TASK INSTRUCTIONS:
Write out, from the entries below, exactly the lines that run between the lines holding "pub mod store;" and "pub use keystash_backend::KeyringBackend;", inclusive, and stop there.
--- GIVEN ENTRIES ---
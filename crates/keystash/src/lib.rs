//! A key-value facade over a platform secure credential store.
//!
//! [`CredentialStore`] maps string keys to small secrets (tokens,
//! passwords, flags, serialized objects) held by a [`SecureBackend`]. Every
//! key is scoped by the store's namespace and optional access group, so
//! independent stores can share one backend without seeing each other's
//! entries.
//!
//! ```ignore
//! use std::sync::Arc;
//! use keystash::{CredentialStore, EntryKey, InMemoryBackend, Accessibility};
//!
//! let store = CredentialStore::with_namespace("com.example.app", Arc::new(InMemoryBackend::new()))?;
//! store.set_string("s3cr3t", "api-token");
//! store.set(&3i64, EntryKey::new("retries").accessible(Accessibility::AfterFirstUnlock));
//!
//! assert_eq!(store.string("api-token").as_deref(), Some("s3cr3t"));
//! assert_eq!(store.integer("retries"), Some(3));
//! ```
//!
//! # Crate layout
//!
//! - `keystash-backend` -- the credential service contract and an in-memory
//!   emulation
//! - `keystash-codec` -- the stored-value encodings
//! - `keystash` (this crate) -- configuration, keys and the facade

pub mod config;
pub mod error;
pub mod key;
mod query;
pub mod store;

pub use config::{default_namespace, StoreConfig, FALLBACK_NAMESPACE};
pub use error::{StoreError, StoreResult};
pub use key::EntryKey;
pub use store::CredentialStore;

pub use keystash_backend::{
    Accessibility, BackendError, DeviceState, InMemoryBackend, PersistentRef, SecureBackend,
};
#[cfg(feature = "keyring")]
pub use keystash_backend::KeyringBackend;
pub use keystash_codec::{Archived, NumberBox, StoredValue};
use serde::de::DeserializeOwned;
use serde::Serialize;

use crate::envelope::{Envelope, PayloadTag};
use crate::error::{CodecError, CodecResult};
use crate::number::NumberBox;

/// A type that can be written to and read back from a credential entry.
///
/// The encoding is chosen per type at compile time:
/// - `Vec<u8>` is stored as-is.
/// - `String` is stored as bare UTF-8.
/// - Numbers and `bool` are stored as an enveloped [`NumberBox`] and narrowed
///   on read.
/// - [`Archived<T>`] is stored as an enveloped bincode object.
pub trait StoredValue: Sized {
    /// Short name of the value kind, used in diagnostics.
    const KIND: &'static str;

    fn encode(&self) -> CodecResult<Vec<u8>>;

    fn decode(bytes: &[u8]) -> CodecResult<Self>;
}

impl StoredValue for Vec<u8> {
    const KIND: &'static str = "bytes";

    fn encode(&self) -> CodecResult<Vec<u8>> {
        Ok(self.clone())
    }

    fn decode(bytes: &[u8]) -> CodecResult<Self> {
        Ok(bytes.to_vec())
    }
}

impl StoredValue for String {
    const KIND: &'static str = "string";

    fn encode(&self) -> CodecResult<Vec<u8>> {
        Ok(self.as_bytes().to_vec())
    }

    /// Rejects bytes that open as an [`Envelope`], so a boxed number or an
    /// archived object never reads back as text.
    fn decode(bytes: &[u8]) -> CodecResult<Self> {
        if let Ok((tag, _)) = Envelope::open(bytes) {
            return Err(CodecError::UnexpectedTag {
                expected: "string",
                found: tag.name(),
            });
        }
        String::from_utf8(bytes.to_vec()).map_err(|e| CodecError::InvalidUtf8(e.to_string()))
    }
}

impl StoredValue for NumberBox {
    const KIND: &'static str = "number";

    fn encode(&self) -> CodecResult<Vec<u8>> {
        Envelope::encode_number(*self)
    }

    fn decode(bytes: &[u8]) -> CodecResult<Self> {
        Envelope::decode_number(bytes)
    }
}

impl StoredValue for i64 {
    const KIND: &'static str = "i64";

    fn encode(&self) -> CodecResult<Vec<u8>> {
        Envelope::encode_number(NumberBox::Int(*self))
    }

    fn decode(bytes: &[u8]) -> CodecResult<Self> {
        Ok(Envelope::decode_number(bytes)?.as_i64())
    }
}

macro_rules! narrowed_integer {
    ($ty:ty, $name:literal) => {
        impl StoredValue for $ty {
            const KIND: &'static str = $name;

            fn encode(&self) -> CodecResult<Vec<u8>> {
                Envelope::encode_number(NumberBox::Int(i64::from(*self)))
            }

            fn decode(bytes: &[u8]) -> CodecResult<Self> {
                let wide = Envelope::decode_number(bytes)?.as_i64();
                <$ty>::try_from(wide).map_err(|_| CodecError::OutOfRange {
                    value: wide.to_string(),
                    target: $name,
                })
            }
        }
    };
}

narrowed_integer!(i32, "i32");
narrowed_integer!(u32, "u32");

impl StoredValue for f32 {
    const KIND: &'static str = "f32";

    fn encode(&self) -> CodecResult<Vec<u8>> {
        Envelope::encode_number(NumberBox::Float(*self))
    }

    fn decode(bytes: &[u8]) -> CodecResult<Self> {
        Ok(Envelope::decode_number(bytes)?.as_f32())
    }
}

impl StoredValue for f64 {
    const KIND: &'static str = "f64";

    fn encode(&self) -> CodecResult<Vec<u8>> {
        Envelope::encode_number(NumberBox::Double(*self))
    }

    fn decode(bytes: &[u8]) -> CodecResult<Self> {
        Ok(Envelope::decode_number(bytes)?.as_f64())
    }
}

impl StoredValue for bool {
    const KIND: &'static str = "bool";

    fn encode(&self) -> CodecResult<Vec<u8>> {
        Envelope::encode_number(NumberBox::Bool(*self))
    }

    fn decode(bytes: &[u8]) -> CodecResult<Self> {
        Ok(Envelope::decode_number(bytes)?.as_bool())
    }
}

/// Wrapper storing any serde type as an archived object.
///
/// ```ignore
/// #[derive(Serialize, Deserialize)]
/// struct Session { user: String, rating: u32 }
///
/// store.set(&Archived(session), "session");
/// let Archived(session): Archived<Session> = store.get("session").unwrap();
/// ```
#[derive(Clone, Debug, PartialEq, Eq)]
pub struct Archived<T>(pub T);

impl<T> Archived<T> {
    pub fn into_inner(self) -> T {
        self.0
    }
}

impl<T: Serialize + DeserializeOwned> StoredValue for Archived<T> {
    const KIND: &'static str = "archived object";

    fn encode(&self) -> CodecResult<Vec<u8>> {
        Envelope::encode(PayloadTag::Archived, &self.0)
    }

    fn decode(bytes: &[u8]) -> CodecResult<Self> {
        Envelope::decode(PayloadTag::Archived, bytes).map(Archived)
    }
}
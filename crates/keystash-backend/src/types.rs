use std::fmt;
use std::str::FromStr;

use serde::{Deserialize, Serialize};

use crate::error::BackendError;

/// The category of a stored item.
///
/// The credential facade only ever writes [`ItemClass::GenericPassword`].
/// The remaining classes exist because the platform service stores them
/// side by side, and a process-wide wipe has to cross all of them.
#[derive(Clone, Copy, Debug, PartialEq, Eq, Hash, Serialize, Deserialize)]
#[serde(rename_all = "kebab-case")]
pub enum ItemClass {
    GenericPassword,
    InternetPassword,
    Certificate,
    Key,
    Identity,
}

impl ItemClass {
    /// Every class the service knows about.
    pub const ALL: [ItemClass; 5] = [
        Self::GenericPassword,
        Self::InternetPassword,
        Self::Certificate,
        Self::Key,
        Self::Identity,
    ];
}

impl fmt::Display for ItemClass {
    fn fmt(&self, f: &mut fmt::Formatter<'_>) -> fmt::Result {
        match self {
            Self::GenericPassword => write!(f, "generic-password"),
            Self::InternetPassword => write!(f, "internet-password"),
            Self::Certificate => write!(f, "certificate"),
            Self::Key => write!(f, "key"),
            Self::Identity => write!(f, "identity"),
        }
    }
}

/// When an item may be read relative to the device lock state.
#[derive(Clone, Debug, PartialEq, Eq, Hash, Serialize, Deserialize)]
#[serde(rename_all = "kebab-case")]
pub enum Accessibility {
    /// Readable only while the device is unlocked. Migrates with encrypted
    /// backups.
    WhenUnlocked,
    /// Like `WhenUnlocked`, but never leaves this device.
    WhenUnlockedThisDeviceOnly,
    /// Readable once the device has been unlocked after a restart, until the
    /// next restart. Suited to background access.
    AfterFirstUnlock,
    /// Like `AfterFirstUnlock`, but never leaves this device.
    AfterFirstUnlockThisDeviceOnly,
    /// Readable only while unlocked, and only if a passcode is set. Items are
    /// dropped when the passcode is removed.
    WhenPasscodeSetThisDeviceOnly,
    /// A raw platform value not covered above (e.g. the deprecated "always"
    /// levels).
    Custom(String),
}

impl Accessibility {
    /// Level applied to fresh writes that do not name one.
    pub const DEFAULT: Accessibility = Accessibility::WhenUnlocked;

    /// Stable textual name.
    pub fn as_str(&self) -> &str {
        match self {
            Self::WhenUnlocked => "when-unlocked",
            Self::WhenUnlockedThisDeviceOnly => "when-unlocked-this-device-only",
            Self::AfterFirstUnlock => "after-first-unlock",
            Self::AfterFirstUnlockThisDeviceOnly => "after-first-unlock-this-device-only",
            Self::WhenPasscodeSetThisDeviceOnly => "when-passcode-set-this-device-only",
            Self::Custom(raw) => raw,
        }
    }

    /// Returns `true` if reading requires the device to be unlocked right now.
    pub fn requires_unlocked(&self) -> bool {
        matches!(
            self,
            Self::WhenUnlocked
                | Self::WhenUnlockedThisDeviceOnly
                | Self::WhenPasscodeSetThisDeviceOnly
        )
    }

    /// Returns `true` if reading requires at least one unlock since restart.
    pub fn requires_first_unlock(&self) -> bool {
        matches!(
            self,
            Self::AfterFirstUnlock | Self::AfterFirstUnlockThisDeviceOnly
        )
    }

    /// Returns `true` if the item never migrates to another device.
    pub fn is_this_device_only(&self) -> bool {
        matches!(
            self,
            Self::WhenUnlockedThisDeviceOnly
                | Self::AfterFirstUnlockThisDeviceOnly
                | Self::WhenPasscodeSetThisDeviceOnly
        )
    }
}

impl Default for Accessibility {
    fn default() -> Self {
        Self::DEFAULT
    }
}

impl fmt::Display for Accessibility {
    fn fmt(&self, f: &mut fmt::Formatter<'_>) -> fmt::Result {
        f.write_str(self.as_str())
    }
}

impl FromStr for Accessibility {
    type Err = BackendError;

    fn from_str(s: &str) -> Result<Self, Self::Err> {
        match s {
            "when-unlocked" => Ok(Self::WhenUnlocked),
            "when-unlocked-this-device-only" => Ok(Self::WhenUnlockedThisDeviceOnly),
            "after-first-unlock" => Ok(Self::AfterFirstUnlock),
            "after-first-unlock-this-device-only" => Ok(Self::AfterFirstUnlockThisDeviceOnly),
            "when-passcode-set-this-device-only" => Ok(Self::WhenPasscodeSetThisDeviceOnly),
            "" => Err(BackendError::InvalidParameter(
                "empty accessibility value".into(),
            )),
            other => Ok(Self::Custom(other.to_string())),
        }
    }
}

/// Synchronization attribute of an item or query.
#[derive(Clone, Copy, Debug, Default, PartialEq, Eq, Hash, Serialize, Deserialize)]
#[serde(rename_all = "kebab-case")]
pub enum Synchronizable {
    Yes,
    #[default]
    No,
    /// Match both synchronizable and local items. Only valid in queries.
    Any,
}

impl Synchronizable {
    /// Returns `true` if an item stored with `stored` satisfies this filter.
    pub fn matches(self, stored: bool) -> bool {
        match self {
            Self::Yes => stored,
            Self::No => !stored,
            Self::Any => true,
        }
    }

    /// The concrete flag for a stored item, or `None` for [`Synchronizable::Any`].
    pub fn as_flag(self) -> Option<bool> {
        match self {
            Self::Yes => Some(true),
            Self::No => Some(false),
            Self::Any => None,
        }
    }
}

impl From<bool> for Synchronizable {
    fn from(flag: bool) -> Self {
        if flag {
            Self::Yes
        } else {
            Self::No
        }
    }
}

/// Access-group filter of a query.
#[derive(Clone, Debug, Default, PartialEq, Eq, Hash)]
pub enum GroupScope {
    /// Items stored without an access group.
    #[default]
    Ungrouped,
    /// Items stored under this access group.
    Named(String),
    /// Items under any access group, or none. Only valid in queries.
    Any,
}

impl GroupScope {
    /// Returns `true` if an item stored under `stored` satisfies this filter.
    pub fn matches(&self, stored: Option<&str>) -> bool {
        match self {
            Self::Ungrouped => stored.is_none(),
            Self::Named(group) => stored == Some(group.as_str()),
            Self::Any => true,
        }
    }

    /// The concrete group for a stored item, or `None` for [`GroupScope::Any`].
    pub fn as_stored(&self) -> Option<Option<String>> {
        match self {
            Self::Ungrouped => Some(None),
            Self::Named(group) => Some(Some(group.clone())),
            Self::Any => None,
        }
    }
}

impl From<Option<String>> for GroupScope {
    fn from(group: Option<String>) -> Self {
        group.map_or(Self::Ungrouped, Self::Named)
    }
}

/// Opaque, stable handle to a stored item.
///
/// Survives value updates; a deleted and re-added item gets a new handle.
#[derive(Clone, Copy, PartialEq, Eq, Hash, PartialOrd, Ord, Serialize, Deserialize)]
pub struct PersistentRef([u8; 8]);

impl PersistentRef {
    pub fn from_bytes(bytes: [u8; 8]) -> Self {
        Self(bytes)
    }

    pub fn as_bytes(&self) -> &[u8; 8] {
        &self.0
    }

    /// Hex-encoded string representation.
    pub fn to_hex(&self) -> String {
        hex::encode(self.0)
    }
}

impl From<u64> for PersistentRef {
    fn from(seq: u64) -> Self {
        Self(seq.to_be_bytes())
    }
}

impl fmt::Debug for PersistentRef {
    fn fmt(&self, f: &mut fmt::Formatter<'_>) -> fmt::Result {
        write!(f, "PersistentRef({})", self.to_hex())
    }
}

impl fmt::Display for PersistentRef {
    fn fmt(&self, f: &mut fmt::Formatter<'_>) -> fmt::Result {
        f.write_str(&self.to_hex())
    }
}
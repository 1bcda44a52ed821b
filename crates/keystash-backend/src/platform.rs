use tracing::debug;

use crate::error::{BackendError, BackendResult};
use crate::query::{AttributeUpdate, ItemAttributes, MatchedItem, Query, ResultPolicy};
use crate::traits::SecureBackend;
use crate::types::{Accessibility, GroupScope, ItemClass, Synchronizable};

/// Backend over the operating system's native credential store.
///
/// Dispatches through the `keyring` crate to:
///   - macOS: Security.framework Keychain
///   - Windows: Windows Credential Manager
///   - Linux: kernel keyutils
///
/// The native stores are addressed by `(service, account)` only, so this
/// backend supports per-key operations on generic items and nothing
/// wider:
///   - namespace-wide listing and deletion report `Unavailable`
///   - synchronizable items are rejected
///   - accessibility is left to the platform default and reported as
///     [`Accessibility::DEFAULT`]
///   - items carry no persistent reference
///
/// An access group is folded into the native service name as
/// `"<group>/<service>"`.
#[derive(Debug, Default)]
pub struct KeyringBackend;

/// Native address of one item.
#[derive(Debug, PartialEq, Eq)]
struct Target {
    service: String,
    group: Option<String>,
    account: String,
}

impl Target {
    fn native_service(&self) -> String {
        match &self.group {
            Some(group) => format!("{group}/{}", self.service),
            None => self.service.clone(),
        }
    }

    fn entry(&self) -> BackendResult<::keyring::Entry> {
        ::keyring::Entry::new(&self.native_service(), &self.account).map_err(map_error)
    }

    fn attributes(&self) -> ItemAttributes {
        let account = self.account.as_bytes().to_vec();
        ItemAttributes {
            class: ItemClass::GenericPassword,
            service: Some(self.service.clone()),
            access_group: self.group.clone(),
            account: Some(account.clone()),
            generic: Some(account),
            accessibility: Accessibility::DEFAULT,
            synchronizable: false,
        }
    }
}

impl KeyringBackend {
    pub fn new() -> Self {
        Self
    }

    /// Resolve `query` to a single native item.
    ///
    /// `Ok(None)` means the query cannot match anything this backend stores.
    fn target(query: &Query) -> BackendResult<Option<Target>> {
        if query.class != ItemClass::GenericPassword {
            return Ok(None);
        }
        if query.synchronizable == Synchronizable::Yes {
            return Ok(None);
        }
        let group = match &query.access_group {
            GroupScope::Ungrouped => None,
            GroupScope::Named(group) => Some(group.clone()),
            GroupScope::Any => {
                return Err(BackendError::Unavailable(
                    "the platform keyring cannot search across access groups".into(),
                ))
            }
        };
        let (Some(service), Some(account)) = (&query.service, &query.account) else {
            return Err(BackendError::Unavailable(
                "the platform keyring only supports per-account lookups".into(),
            ));
        };
        let account = String::from_utf8(account.clone()).map_err(|_| {
            BackendError::InvalidParameter("account must be valid UTF-8".into())
        })?;
        Ok(Some(Target {
            service: service.clone(),
            group,
            account,
        }))
    }
}

/// Translate a keyring failure into a platform status.
fn map_error(err: ::keyring::Error) -> BackendError {
    match err {
        ::keyring::Error::NoEntry => BackendError::ItemNotFound,
        ::keyring::Error::NoStorageAccess(_) => BackendError::InteractionNotAllowed,
        ::keyring::Error::TooLong(attr, limit) => {
            BackendError::InvalidParameter(format!("{attr} longer than {limit}"))
        }
        ::keyring::Error::Invalid(attr, reason) => {
            BackendError::InvalidParameter(format!("{attr}: {reason}"))
        }
        other => BackendError::Unavailable(other.to_string()),
    }
}

impl SecureBackend for KeyringBackend {
    fn add(&self, query: &Query) -> BackendResult<()> {
        let data = query
            .value
            .as_deref()
            .ok_or_else(|| BackendError::InvalidParameter("add requires a value".into()))?;
        if query.synchronizable != Synchronizable::No {
            return Err(BackendError::InvalidParameter(
                "the platform keyring does not store synchronizable items".into(),
            ));
        }
        let target = Self::target(query)?.ok_or_else(|| {
            BackendError::InvalidParameter(format!(
                "the platform keyring does not store {} items",
                query.class
            ))
        })?;
        let entry = target.entry()?;
        match entry.get_secret() {
            Ok(_) => return Err(BackendError::DuplicateItem),
            Err(::keyring::Error::NoEntry) => {}
            Err(e) => return Err(map_error(e)),
        }
        entry.set_secret(data).map_err(map_error)?;
        debug!(service = %target.native_service(), "keyring item added");
        Ok(())
    }

    fn update(&self, query: &Query, changes: &AttributeUpdate) -> BackendResult<()> {
        if changes.is_empty() {
            return Err(BackendError::InvalidParameter("empty update".into()));
        }
        let target = Self::target(query)?.ok_or(BackendError::ItemNotFound)?;
        let entry = target.entry()?;
        entry.get_secret().map_err(map_error)?;
        if let Some(data) = &changes.value {
            entry.set_secret(data).map_err(map_error)?;
        }
        debug!(service = %target.native_service(), "keyring item updated");
        Ok(())
    }

    fn delete(&self, query: &Query) -> BackendResult<()> {
        let target = Self::target(query)?.ok_or(BackendError::ItemNotFound)?;
        target.entry()?.delete_credential().map_err(map_error)?;
        debug!(service = %target.native_service(), "keyring item deleted");
        Ok(())
    }

    fn copy_matching(
        &self,
        query: &Query,
        policy: &ResultPolicy,
    ) -> BackendResult<Vec<MatchedItem>> {
        let target = Self::target(query)?.ok_or(BackendError::ItemNotFound)?;
        if query
            .accessibility
            .as_ref()
            .is_some_and(|level| *level != Accessibility::DEFAULT)
        {
            return Err(BackendError::ItemNotFound);
        }
        let secret = target.entry()?.get_secret().map_err(map_error)?;
        Ok(vec![MatchedItem {
            data: policy.return_data.then_some(secret),
            attributes: policy.return_attributes.then(|| target.attributes()),
            persistent_ref: None,
        }])
    }
}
---
EXERCISE ANSWER:
pub mod store;

pub use config::{default_namespace, StoreConfig, FALLBACK_NAMESPACE};
pub use error::{StoreError, StoreResult};
pub use key::EntryKey;
pub use store::CredentialStore;

pub use keystash_backend::{
    Accessibility, BackendError, DeviceState, InMemoryBackend, PersistentRef, SecureBackend,
};
#[cfg(feature = "keyring")]
pub use keystash_backend::KeyringBackend;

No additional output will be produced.